There have also been recent rumblings about the job status of Blue Jackets Head Coach Todd Richards. Although Richards did a solid job of steering the Blue Jackets through its darkest of days during the 2011-12 season as well as the furious 19-5-5 late season push towards the playoffs, his overall record with the Blue Jackets currently stands at 50-49-12. Granted, for a team who has generally struggled throughout their 13-year history and only one head coach with a winning record during an extended tenure, a plus .500 record is generally viewed as a rousing success, for a team with increased expectations as well as a team payroll which is right up against the NHL’s salary cap would otherwise tend to lean towards desperation for a sudden change in fortunes. However, Blue Jackets Team President of Hockey Operations John Davidson has preached a ‘brick by brick’ philosophy and Kekalainen is generally regarded as the patient type, although it can also be said that Kekalainen was also the person who ‘rolled the dice’ in acquiring Gaborik via a trade with three previous Blue Jackets starting players as well as the GM who landed one of the premier UFA targets in Horton, even with the knowledge of having to wait until January for his availability.
There are some promising signs for the Blue Jackets: former 4th overall pick in the 2010 NHL Entry Draft, Ryan Johansen, has begun to show the scoring proclivity and the defensive responsibility against their opponent’s top forward lines; 2nd overall pick in the 2012 NHL Entry Draft, Ryan Murray, has shown a scoring touch, defensive prowess and minute-munching capability far greater than his 19 years of age would otherwise suggest; defenseman David Savard, who has finally shown some of the promise the Blue Jackets organization was awaiting for the last 3-4 seasons.

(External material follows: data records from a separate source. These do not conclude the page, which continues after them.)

mod common;

use approx::assert_abs_diff_eq;
use nalgebra::DVector;
use robot_model::{Jacobian, Pose, RobotModelErrors, Traversal};

const TOL: f64 = 1e-10;

#[test]
fn test_traversals_agree_on_random_batch() {
    let mut model = common::load("arm.ron");
    let q = common::random_rows(1, 16, model.n_dofs(), 3.0);
    let sweep = model.forward_kinematics_all_links(&q, Traversal::Sweep).unwrap();
    let recursive = model
        .forward_kinematics_all_links(&q, Traversal::Recursive)
        .unwrap();
    for name in model.link_names() {
        for (a, b) in sweep[name].iter().zip(&recursive[name]) {
            assert_abs_diff_eq!(a.translation, b.translation, epsilon = TOL);
            assert_abs_diff_eq!(a.rotation.angle_to(&b.rotation), 0.0, epsilon = 1e-7);
        }
    }
}

#[test]
fn test_batched_rows_match_unbatched() {
    let mut model = common::load("arm.ron");
    let q = common::random_rows(2, 4, model.n_dofs(), 2.0);
    let batched = model.forward_kinematics(&q, "ee").unwrap();
    assert_eq!(batched.len(), 4);
    for (b, pose) in batched.iter().enumerate() {
        let single: Pose<f64> = model
            .forward_kinematics_with(&q.row(b).transpose(), "ee", Traversal::Recursive)
            .unwrap();
        assert_abs_diff_eq!(pose.translation, single.translation, epsilon = TOL);
    }
}

#[test]
fn test_home_pose_from_file() {
    // at zero every frame is aligned with the base, so the end effector offset stays along x
    let mut model = common::load("arm.ron");
    let zero = DVector::zeros(model.n_dofs());
    let poses = model.forward_kinematics_all_links(&zero, Traversal::Sweep).unwrap();
    let link6 = poses["link6"].translation;
    let ee = poses["ee"].translation;
    assert_abs_diff_eq!(ee - link6, nalgebra::Vector3::new(0.1, 0.0, 0.0), epsilon = TOL);
    assert_abs_diff_eq!(poses["base"].translation.norm(), 0.0);
}

#[test]
fn test_all_links_jacobian_matches_single() {
    let mut model = common::load("arm.ron");
    let q = common::random_rows(3, 5, model.n_dofs(), 2.5);
    let all = model.jacobian_all_links(&q).unwrap();
    let names: Vec<String> = model.link_names().iter().map(|s| s.to_string()).collect();
    for (index, name) in names.iter().enumerate() {
        let single = model.jacobian(&q, name).unwrap();
        for (b, jacobian) in single.iter().enumerate() {
            assert_abs_diff_eq!(all[b][index].stacked(), jacobian.stacked(), epsilon = TOL);
        }
    }
}

#[test]
fn test_jacobian_predicts_small_motion() {
    let mut model = common::load("arm.ron");
    let q = DVector::from_vec(vec![0.2, 0.5, -0.7, 1.0, 0.4, -0.3]);
    let dq = DVector::from_vec(vec![1.0, -2.0, 0.5, 0.3, -1.0, 2.0]) * 1e-6;
    let j: Jacobian<f64> = model.jacobian(&q, "ee").unwrap();
    let before: Pose<f64> = model.forward_kinematics(&q, "ee").unwrap();
    let after: Pose<f64> = model.forward_kinematics(&(&q + &dq), "ee").unwrap();
    assert_abs_diff_eq!(after.translation - before.translation, &j.linear * &dq, epsilon = 1e-10);
}

#[test]
fn test_unknown_link() {
    let mut model = common::load("arm.ron");
    let q = DVector::zeros(model.n_dofs());
    assert!(matches!(
        model.jacobian(&q, "gripper"),
        Err(RobotModelErrors::LinkNotFound(name)) if name == "gripper"
    ));
}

What works in the favor of the Blue Jackets current holding pattern is the aforementioned overall weakness of the Metropolitan Division and the Eastern Conference, something that its current record would otherwise position itself for next year’s NHL Entry Draft in their former membership in the tough, brutal Western Conference where they would reside near the bottom of the Western Conference standings.
However, the Blue Jackets do need to step up their efforts if they hope to make the Stanley Cup playoffs. Although they are not far away from the 8th and final playoff position at this point of the season, six of those teams have recently caught fire and have posted a winning record in their last 10-15 games played and the other team above them, the Ottawa Senators, are a talented team projected by many pundits to qualify for the Stanley Cup playoffs.
So, unless the Blue Jackets could experience a surge in their play and fortunes, it appears that they’re stuck in a holding pattern for the time being.